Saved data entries
▬▬▬▬▬▬▬▬▬▬

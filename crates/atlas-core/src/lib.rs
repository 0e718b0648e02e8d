//! # atlas-core: Pure Business Logic for Atlas Inventory
//!
//! This crate is the **heart** of Atlas Inventory. It contains all business
//! logic as pure functions and I/O-free orchestration.
//!
//! ## Architecture Position
//! ```text
//! ┌─────────────────────────────────────────────────────────────────────┐
//! │                     Atlas Inventory Architecture                    │
//! │                                                                     │
//! │  ┌───────────────────────────────────────────────────────────────┐ │
//! │  │                ★ atlas-core (THIS CRATE) ★                    │ │
//! │  │                                                               │ │
//! │  │  ┌─────────┐ ┌──────────┐ ┌────────────┐ ┌────────────────┐ │ │
//! │  │  │  types  │ │ discount │ │ validation │ │    service     │ │ │
//! │  │  │ Product │ │  tiers   │ │   rules    │ │ stock gating,  │ │ │
//! │  │  │Category │ │  + cap   │ │  (trait)   │ │ CRUD rules     │ │ │
//! │  │  └─────────┘ └──────────┘ └────────────┘ └───────┬────────┘ │ │
//! │  │                                                  │          │ │
//! │  │                  ProductRepository trait ◄───────┘          │ │
//! │  │                                                               │ │
//! │  │   NO I/O • NO DATABASE • NO NETWORK • PURE RULES             │ │
//! │  └───────────────────────────────┬───────────────────────────────┘ │
//! │                                  │ implemented by                  │
//! │  ┌───────────────────────────────▼───────────────────────────────┐ │
//! │  │                   atlas-db (Database Layer)                   │ │
//! │  │            SQLite queries, migrations, repository             │ │
//! │  └───────────────────────────────────────────────────────────────┘ │
//! └─────────────────────────────────────────────────────────────────────┘
//! ```
//!
//! ## Modules
//!
//! - [`types`] - Domain entities (Product, Category)
//! - [`discount`] - Tiered discount engine (quantity + customer class)
//! - [`validation`] - Field validation capability and standard rules
//! - [`repository`] - Repository contract the service orchestrates against
//! - [`service`] - Inventory service (stock mutations, queries, totals)
//! - [`error`] - Domain error types
//!
//! ## Design Principles
//!
//! 1. **Pure Rules**: The discount engine is deterministic - same input = same output
//! 2. **No Direct I/O**: Storage is reached only through the repository trait
//! 3. **Boolean Service Boundary**: The service reports business-rule
//!    rejections as `false`/`None`, never as panics
//! 4. **Explicit Errors**: Entity and engine preconditions are typed errors
//!
//! ## Example Usage
//!
//! ```rust
//! use atlas_core::discount::{self, DiscountBand};
//!
//! // 10 units at 1000.0 for a REGULAR customer:
//! // 10% quantity tier + 5% class tier = 15% of 10,000
//! let amount = discount::compute_discount(1000.0, 10, "REGULAR").unwrap();
//! assert!((amount - 1500.0).abs() < 1e-9);
//!
//! let band = discount::classify_rate(0.15);
//! assert_eq!(band, DiscountBand::Medium);
//! ```

// =============================================================================
// Module Declarations
// =============================================================================

pub mod discount;
pub mod error;
pub mod repository;
pub mod service;
pub mod types;
pub mod validation;

// =============================================================================
// Re-exports for Convenience
// =============================================================================
// These allow users to do `use atlas_core::Product` instead of
// `use atlas_core::types::Product`

pub use error::{CoreError, CoreResult};
pub use repository::ProductRepository;
pub use service::InventoryService;
pub use types::{Category, Product};
pub use validation::{FieldValidator, StandardValidator};

// =============================================================================
// Crate-Level Constants
// =============================================================================

/// Minimum length of a product or category code (after trimming).
pub const CODE_MIN_LEN: usize = 3;

/// Maximum length of a product or category code (after trimming).
pub const CODE_MAX_LEN: usize = 10;

/// Minimum length of a product or category name (after trimming).
pub const NAME_MIN_LEN: usize = 3;

/// Maximum length of a product or category name (after trimming).
///
/// ## Business Reason
/// Keeps labels printable on receipts and shelf tags; longer names are
/// almost always data-entry mistakes.
pub const NAME_MAX_LEN: usize = 100;

/// Maximum length of a category description.
pub const DESCRIPTION_MAX_LEN: usize = 500;
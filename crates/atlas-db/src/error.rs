//! # Database Error Types
//!
//! Error types for database operations.
//!
//! ## Error Flow
//! ```text
//! ┌─────────────────────────────────────────────────────────────────────┐
//! │                    Error Propagation                                │
//! │                                                                     │
//! │  SQLite Error (sqlx::Error)                                         │
//! │       │                                                             │
//! │       ▼                                                             │
//! │  DbError (this module) ← adds context and categorization            │
//! │       │                                                             │
//! │       ▼                                                             │
//! │  ProductRepository trait surface ← logs, then coerces to the        │
//! │  contract's `false` / `None` / empty value                          │
//! │                                                                     │
//! │  DbError crosses the crate boundary only from setup paths           │
//! │  (Database::new, migrations), never from repository reads/writes.   │
//! └─────────────────────────────────────────────────────────────────────┘
//! ```

use thiserror::Error;

/// Database operation errors.
///
/// These errors wrap sqlx errors and provide additional context
/// for debugging.
#[derive(Debug, Error)]
pub enum DbError {
    /// Entity not found in database.
    #[error("{entity} not found: {code}")]
    NotFound { entity: String, code: String },

    /// Unique constraint violation.
    ///
    /// ## When This Occurs
    /// - Inserting a duplicate product code
    #[error("Duplicate {field}: '{value}' already exists")]
    UniqueViolation { field: String, value: String },

    /// Database connection failed.
    ///
    /// ## When This Occurs
    /// - Database file doesn't exist and can't be created
    /// - File permissions issue
    /// - Disk full
    #[error("Connection failed: {0}")]
    ConnectionFailed(String),

    /// Migration failed.
    #[error("Migration failed: {0}")]
    MigrationFailed(String),

    /// Query execution failed.
    #[error("Query failed: {0}")]
    QueryFailed(String),

    /// Pool exhausted (all connections in use).
    #[error("Connection pool exhausted")]
    PoolExhausted,

    /// Internal database error.
    #[error("Internal database error: {0}")]
    Internal(String),
}

impl DbError {
    /// Creates a NotFound error for a given entity type and code.
    pub fn not_found(entity: impl Into<String>, code: impl Into<String>) -> Self {
        DbError::NotFound {
            entity: entity.into(),
            code: code.into(),
        }
    }

    /// Creates a UniqueViolation error.
    pub fn duplicate(field: impl Into<String>, value: impl Into<String>) -> Self {
        DbError::UniqueViolation {
            field: field.into(),
            value: value.into(),
        }
    }
}

/// Convert sqlx errors to DbError.
///
/// ## Error Mapping
/// ```text
/// sqlx::Error::RowNotFound    → DbError::NotFound
/// sqlx::Error::Database       → Analyze message for constraint type
/// sqlx::Error::PoolTimedOut   → DbError::PoolExhausted
/// Other                       → DbError::Internal
/// ```
impl From<sqlx::Error> for DbError {
    fn from(err: sqlx::Error) -> Self {
        match err {
            sqlx::Error::RowNotFound => DbError::NotFound {
                entity: "Record".to_string(),
                code: "unknown".to_string(),
            },

            sqlx::Error::Database(db_err) => {
                let msg = db_err.message();

                // SQLite reports constraints in the message text:
                // "UNIQUE constraint failed: products.code"
                if msg.contains("UNIQUE constraint failed") {
                    let field = msg
                        .split("UNIQUE constraint failed: ")
                        .nth(1)
                        .unwrap_or("unknown")
                        .to_string();
                    DbError::UniqueViolation {
                        field,
                        value: "unknown".to_string(),
                    }
                } else {
                    DbError::QueryFailed(msg.to_string())
                }
            }

            sqlx::Error::PoolTimedOut => DbError::PoolExhausted,

            sqlx::Error::PoolClosed => DbError::ConnectionFailed("Pool is closed".to_string()),

            _ => DbError::Internal(err.to_string()),
        }
    }
}

impl From<sqlx::migrate::MigrateError> for DbError {
    fn from(err: sqlx::migrate::MigrateError) -> Self {
        DbError::MigrationFailed(err.to_string())
    }
}

/// Result type for database operations.
pub type DbResult<T> = Result<T, DbError>;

▬▬▬▬▬▬▬▬▬▬

What to work on:
After reading the records above, transcribe them verbatim.

Solution for this task:
filename crates/atlas-core/src/lib.rs
repository 0e718b0648e02e8d
//! # atlas-core: Pure Business Logic for Atlas Inventory
//!
//! This crate is the **heart** of Atlas Inventory. It contains all business
//! logic as pure functions and I/O-free orchestration.
//!
//! ## Architecture Position
//! ```text
//! ┌─────────────────────────────────────────────────────────────────────┐
//! │                     Atlas Inventory Architecture                    │
//! │                                                                     │
//! │  ┌───────────────────────────────────────────────────────────────┐ │
//! │  │                ★ atlas-core (THIS CRATE) ★                    │ │
//! │  │                                                               │ │
//! │  │  ┌─────────┐ ┌──────────┐ ┌────────────┐ ┌────────────────┐ │ │
//! │  │  │  types  │ │ discount │ │ validation │ │    service     │ │ │
//! │  │  │ Product │ │  tiers   │ │   rules    │ │ stock gating,  │ │ │
//! │  │  │Category │ │  + cap   │ │  (trait)   │ │ CRUD rules     │ │ │
//! │  │  └─────────┘ └──────────┘ └────────────┘ └───────┬────────┘ │ │
//! │  │                                                  │          │ │
//! │  │                  ProductRepository trait ◄───────┘          │ │
//! │  │                                                               │ │
//! │  │   NO I/O • NO DATABASE • NO NETWORK • PURE RULES             │ │
//! │  └───────────────────────────────┬───────────────────────────────┘ │
//! │                                  │ implemented by                  │
//! │  ┌───────────────────────────────▼───────────────────────────────┐ │
//! │  │                   atlas-db (Database Layer)                   │ │
//! │  │            SQLite queries, migrations, repository             │ │
//! │  └───────────────────────────────────────────────────────────────┘ │
//! └─────────────────────────────────────────────────────────────────────┘
//! ```
//!
//! ## Modules
//!
//! - [`types`] - Domain entities (Product, Category)
//! - [`discount`] - Tiered discount engine (quantity + customer class)
//! - [`validation`] - Field validation capability and standard rules
//! - [`repository`] - Repository contract the service orchestrates against
//! - [`service`] - Inventory service (stock mutations, queries, totals)
//! - [`error`] - Domain error types
//!
//! ## Design Principles
//!
//! 1. **Pure Rules**: The discount engine is deterministic - same input = same output
//! 2. **No Direct I/O**: Storage is reached only through the repository trait
//! 3. **Boolean Service Boundary**: The service reports business-rule
//!    rejections as `false`/`None`, never as panics
//! 4. **Explicit Errors**: Entity and engine preconditions are typed errors
//!
//! ## Example Usage
//!
//! ```rust
//! use atlas_core::discount::{self, DiscountBand};
//!
//! // 10 units at 1000.0 for a REGULAR customer:
//! // 10% quantity tier + 5% class tier = 15% of 10,000
//! let amount = discount::compute_discount(1000.0, 10, "REGULAR").unwrap();
//! assert!((amount - 1500.0).abs() < 1e-9);
//!
//! let band = discount::classify_rate(0.15);
//! assert_eq!(band, DiscountBand::Medium);
//! ```

// =============================================================================
// Module Declarations
// =============================================================================

pub mod discount;
pub mod error;
pub mod repository;
pub mod service;
pub mod types;
pub mod validation;

// =============================================================================
// Re-exports for Convenience
// =============================================================================
// These allow users to do `use atlas_core::Product` instead of
// `use atlas_core::types::Product`

pub use error::{CoreError, CoreResult};
pub use repository::ProductRepository;
pub use service::InventoryService;
pub use types::{Category, Product};
pub use validation::{FieldValidator, StandardValidator};

// =============================================================================
// Crate-Level Constants
// =============================================================================

/// Minimum length of a product or category code (after trimming).
pub const CODE_MIN_LEN: usize = 3;

/// Maximum length of a product or category code (after trimming).
pub const CODE_MAX_LEN: usize = 10;

/// Minimum length of a product or category name (after trimming).
pub const NAME_MIN_LEN: usize = 3;

/// Maximum length of a product or category name (after trimming).
///
/// ## Business Reason
/// Keeps labels printable on receipts and shelf tags; longer names are
/// almost always data-entry mistakes.
pub const NAME_MAX_LEN: usize = 100;

/// Maximum length of a category description.
pub const DESCRIPTION_MAX_LEN: usize = 500;
filename crates/atlas-db/src/error.rs
//! # Database Error Types
//!
//! Error types for database operations.
//!
//! ## Error Flow
//! ```text
//! ┌─────────────────────────────────────────────────────────────────────┐
//! │                    Error Propagation                                │
//! │                                                                     │
//! │  SQLite Error (sqlx::Error)                                         │
//! │       │                                                             │
//! │       ▼                                                             │
//! │  DbError (this module) ← adds context and categorization            │
//! │       │                                                             │
//! │       ▼                                                             │
//! │  ProductRepository trait surface ← logs, then coerces to the        │
//! │  contract's `false` / `None` / empty value                          │
//! │                                                                     │
//! │  DbError crosses the crate boundary only from setup paths           │
//! │  (Database::new, migrations), never from repository reads/writes.   │
//! └─────────────────────────────────────────────────────────────────────┘
//! ```

use thiserror::Error;

/// Database operation errors.
///
/// These errors wrap sqlx errors and provide additional context
/// for debugging.
#[derive(Debug, Error)]
pub enum DbError {
    /// Entity not found in database.
    #[error("{entity} not found: {code}")]
    NotFound { entity: String, code: String },

    /// Unique constraint violation.
    ///
    /// ## When This Occurs
    /// - Inserting a duplicate product code
    #[error("Duplicate {field}: '{value}' already exists")]
    UniqueViolation { field: String, value: String },

    /// Database connection failed.
    ///
    /// ## When This Occurs
    /// - Database file doesn't exist and can't be created
    /// - File permissions issue
    /// - Disk full
    #[error("Connection failed: {0}")]
    ConnectionFailed(String),

    /// Migration failed.
    #[error("Migration failed: {0}")]
    MigrationFailed(String),

    /// Query execution failed.
    #[error("Query failed: {0}")]
    QueryFailed(String),

    /// Pool exhausted (all connections in use).
    #[error("Connection pool exhausted")]
    PoolExhausted,

    /// Internal database error.
    #[error("Internal database error: {0}")]
    Internal(String),
}

impl DbError {
    /// Creates a NotFound error for a given entity type and code.
    pub fn not_found(entity: impl Into<String>, code: impl Into<String>) -> Self {
        DbError::NotFound {
            entity: entity.into(),
            code: code.into(),
        }
    }

    /// Creates a UniqueViolation error.
    pub fn duplicate(field: impl Into<String>, value: impl Into<String>) -> Self {
        DbError::UniqueViolation {
            field: field.into(),
            value: value.into(),
        }
    }
}

/// Convert sqlx errors to DbError.
///
/// ## Error Mapping
/// ```text
/// sqlx::Error::RowNotFound    → DbError::NotFound
/// sqlx::Error::Database       → Analyze message for constraint type
/// sqlx::Error::PoolTimedOut   → DbError::PoolExhausted
/// Other                       → DbError::Internal
/// ```
impl From<sqlx::Error> for DbError {
    fn from(err: sqlx::Error) -> Self {
        match err {
            sqlx::Error::RowNotFound => DbError::NotFound {
                entity: "Record".to_string(),
                code: "unknown".to_string(),
            },

            sqlx::Error::Database(db_err) => {
                let msg = db_err.message();

                // SQLite reports constraints in the message text:
                // "UNIQUE constraint failed: products.code"
                if msg.contains("UNIQUE constraint failed") {
                    let field = msg
                        .split("UNIQUE constraint failed: ")
                        .nth(1)
                        .unwrap_or("unknown")
                        .to_string();
                    DbError::UniqueViolation {
                        field,
                        value: "unknown".to_string(),
                    }
                } else {
                    DbError::QueryFailed(msg.to_string())
                }
            }

            sqlx::Error::PoolTimedOut => DbError::PoolExhausted,

            sqlx::Error::PoolClosed => DbError::ConnectionFailed("Pool is closed".to_string()),

            _ => DbError::Internal(err.to_string()),
        }
    }
}

impl From<sqlx::migrate::MigrateError> for DbError {
    fn from(err: sqlx::migrate::MigrateError) -> Self {
        DbError::MigrationFailed(err.to_string())
    }
}

/// Result type for database operations.
pub type DbResult<T> = Result<T, DbError>;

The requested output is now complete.